Account Tidying: AFS/homepages/groupspace

Project description

Details of this project can be found here: https://computing.projects.inf.ed.ac.uk/478/

Related to: https://computing.projects.inf.ed.ac.uk/finished/#349

From project 349:

For accounts we want to delete completely, we need to consider the following:

Files owned by that user outwith home directories - e.g. group space, home pages. If there are other places, we should note them explicitly. ACLs including these users.

Initial thoughts

AFS/NFS Space

The nature of group space means that, when a user leaves you can't just delete the group space they requested/own, as others may still be using it. For this reason the deletion of group space can't be fully automated, but we can try to make a decision based on information we hold.

An AFS group space audit was carried out towards the end of last year, so this data could be used to figure out which AFS group spaced we might want to delete when users leave. One of the first things to consider is how do we keep this information accurate and up-to-date?
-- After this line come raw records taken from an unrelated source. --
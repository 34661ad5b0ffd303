//! Request-scoped exchange.
//!
//! # Responsibilities
//! - Carry the request, its body and the response slot through the chain
//! - Hold the resolved request URL and matched route id
//! - Own the per-request "already routed" flag
//! - Expose the request's cancellation token
//!
//! # Design Decisions
//! - All per-request state lives here, never on routes or filters
//! - Body and response sit behind a mutex so `&Exchange` is `Sync`
//!   and predicates can be evaluated from `Send` futures

use std::sync::Mutex;

use axum::body::Body;
use axum::http::{request::Parts, HeaderMap, Method, Request, Response, Uri};
use tokio_util::sync::CancellationToken;
use url::Url;

/// Scheme handled in-process by the local-dispatch filter.
pub const FORWARD_SCHEME: &str = "forward";

/// Header carrying the request id.
pub const X_REQUEST_ID: &str = "x-request-id";

/// Per-request context shared by predicates and filters.
#[derive(Debug)]
pub struct Exchange {
    request: Parts,
    body: Mutex<Option<Body>>,
    response: Mutex<Option<Response<Body>>>,
    request_id: String,
    route_id: Option<String>,
    request_url: Option<Url>,
    already_routed: bool,
    cancellation: CancellationToken,
}

impl Exchange {
    pub fn new(request: Request<Body>) -> Self {
        let (parts, body) = request.into_parts();
        let request_id = parts
            .headers
            .get(X_REQUEST_ID)
            .and_then(|v| v.to_str().ok())
            .map(str::to_string)
            .unwrap_or_else(|| uuid::Uuid::new_v4().to_string());

        Self {
            request: parts,
            body: Mutex::new(Some(body)),
            response: Mutex::new(None),
            request_id,
            route_id: None,
            request_url: None,
            already_routed: false,
            cancellation: CancellationToken::new(),
        }
    }

    /// Build an exchange whose cancellation follows `token`.
    pub fn with_cancellation(mut self, token: CancellationToken) -> Self {
        self.cancellation = token;
        self
    }

    pub fn request(&self) -> &Parts {
        &self.request
    }

    pub fn request_mut(&mut self) -> &mut Parts {
        &mut self.request
    }

    pub fn method(&self) -> &Method {
        &self.request.method
    }

    pub fn uri(&self) -> &Uri {
        &self.request.uri
    }

    pub fn path(&self) -> &str {
        self.request.uri.path()
    }

    pub fn headers(&self) -> &HeaderMap {
        &self.request.headers
    }

    pub fn headers_mut(&mut self) -> &mut HeaderMap {
        &mut self.request.headers
    }

    pub fn request_id(&self) -> &str {
        &self.request_id
    }

    pub fn route_id(&self) -> Option<&str> {
        self.route_id.as_deref()
    }

    pub fn set_route_id(&mut self, id: impl Into<String>) {
        self.route_id = Some(id.into());
    }

    pub fn request_url(&self) -> Option<&Url> {
        self.request_url.as_ref()
    }

    pub fn set_request_url(&mut self, url: Url) {
        self.request_url = Some(url);
    }

    pub fn is_already_routed(&self) -> bool {
        self.already_routed
    }

    /// Mark the request routed. Returns false if it was already marked.
    pub fn mark_routed(&mut self) -> bool {
        !std::mem::replace(&mut self.already_routed, true)
    }

    pub fn is_cancelled(&self) -> bool {
        self.cancellation.is_cancelled()
    }

    pub fn cancellation(&self) -> &CancellationToken {
        &self.cancellation
    }

    /// Take the request body. Subsequent calls return an empty body.
    pub fn take_body(&self) -> Body {
        self.body
            .lock()
            .ok()
            .and_then(|mut slot| slot.take())
            .unwrap_or_else(Body::empty)
    }

    /// Rebuild a request from the current parts, consuming the body.
    pub fn take_request(&self) -> Request<Body> {
        Request::from_parts(self.request.clone(), self.take_body())
    }

    pub fn set_response(&self, response: Response<Body>) {
        if let Ok(mut slot) = self.response.lock() {
            *slot = Some(response);
        }
    }

    pub fn take_response(&self) -> Option<Response<Body>> {
        self.response.lock().ok().and_then(|mut slot| slot.take())
    }

    pub fn has_response(&self) -> bool {
        self.response
            .lock()
            .map(|slot| slot.is_some())
            .unwrap_or(false)
    }
}

#[cfg(test)]
mod tests {
    use super::*;

    fn exchange(uri: &str) -> Exchange {
        Exchange::new(Request::builder().uri(uri).body(Body::empty()).unwrap())
    }

    #[test]
    fn test_mark_routed_once() {
        let mut ex = exchange("/a");
        assert!(!ex.is_already_routed());
        assert!(ex.mark_routed());
        assert!(!ex.mark_routed());
        assert!(ex.is_already_routed());
    }

    #[test]
    fn test_request_id_from_header() {
        let req = Request::builder()
            .uri("/a")
            .header(X_REQUEST_ID, "abc")
            .body(Body::empty())
            .unwrap();
        assert_eq!(Exchange::new(req).request_id(), "abc");
        assert!(!exchange("/a").request_id().is_empty());
    }

    #[test]
    fn test_body_taken_once() {
        let ex = Exchange::new(Request::builder().uri("/").body(Body::from("x")).unwrap());
        let _ = ex.take_body();
        assert!(ex.body.lock().unwrap().is_none());
    }

    #[test]
    fn test_cancellation_follows_token() {
        let token = CancellationToken::new();
        let ex = exchange("/").with_cancellation(token.clone());
        assert!(!ex.is_cancelled());
        token.cancel();
        assert!(ex.is_cancelled());
    }
}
There are around 850 group space volumes, and we have a record of who the "owner" of each volume is, so the obvious thing to do would be to periodically (annually?) email the owner, asking them to check that the information is correct, and notify us if the space can be deleted/archived, or any of the information held is inaccurate.

It would be nice to automate this process.
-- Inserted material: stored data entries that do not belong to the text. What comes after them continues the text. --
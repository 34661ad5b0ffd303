//! OS signal handling.
//!
//! # Responsibilities
//! - Wait for SIGINT (Ctrl+C) and, on unix, SIGTERM
//! - Translate the first one into a shutdown trigger
//!
//! # Design Decisions
//! - Uses Tokio's signal handling (async-safe)
//! - A handler that cannot be installed is logged and ignored

use crate::lifecycle::shutdown::Shutdown;

/// Resolve on the first termination signal, then trigger `shutdown`.
pub async fn wait_for_signal(shutdown: Shutdown) {
    let ctrl_c = async {
        if let Err(e) = tokio::signal::ctrl_c().await {
            tracing::error!(error = %e, "Failed to install Ctrl+C handler");
            std::future::pending::<()>().await;
        }
    };

    #[cfg(unix)]
    let terminate = async {
        use tokio::signal::unix::{signal, SignalKind};
        match signal(SignalKind::terminate()) {
            Ok(mut stream) => {
                stream.recv().await;
            }
            Err(e) => {
                tracing::error!(error = %e, "Failed to install SIGTERM handler");
                std::future::pending::<()>().await;
            }
        }
    };

    #[cfg(not(unix))]
    let terminate = std::future::pending::<()>();

    tokio::select! {
        _ = ctrl_c => tracing::info!("SIGINT received"),
        _ = terminate => tracing::info!("SIGTERM received"),
    }

    let notified = shutdown.trigger();
    tracing::info!(tasks = notified, "Shutdown triggered");
}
My first thoughts are that sharepoint could facilitate this. The AFS audit, currently held in a Excel spreadsheet, can easily be made into a sharepoint list. From there a flow could be created that would annually email the "owner", with a link to the list. When they visit the list page they would be presented only with the rows containing groups owned by them, and they would have permission to update specific fields- whether the information is correct, whether the space is still needed, and if not whether the data should be archived or deleted. A form could be created using powerapps to make this easier whoever is making the changes.

When it comes to creating new AFS space, at the moment all tickets are passed to the Services Unit and we create the space and update the spreadsheet with the details. This is partly because the audit was ongoing, and because we were bringing a lot of new AFS space online, so it wasn't obvious what AFS partitions were safe to use. Going forward AFS group space creation could be passed back to fontline support, and new volumes could be added to the sharepoint list when they're created.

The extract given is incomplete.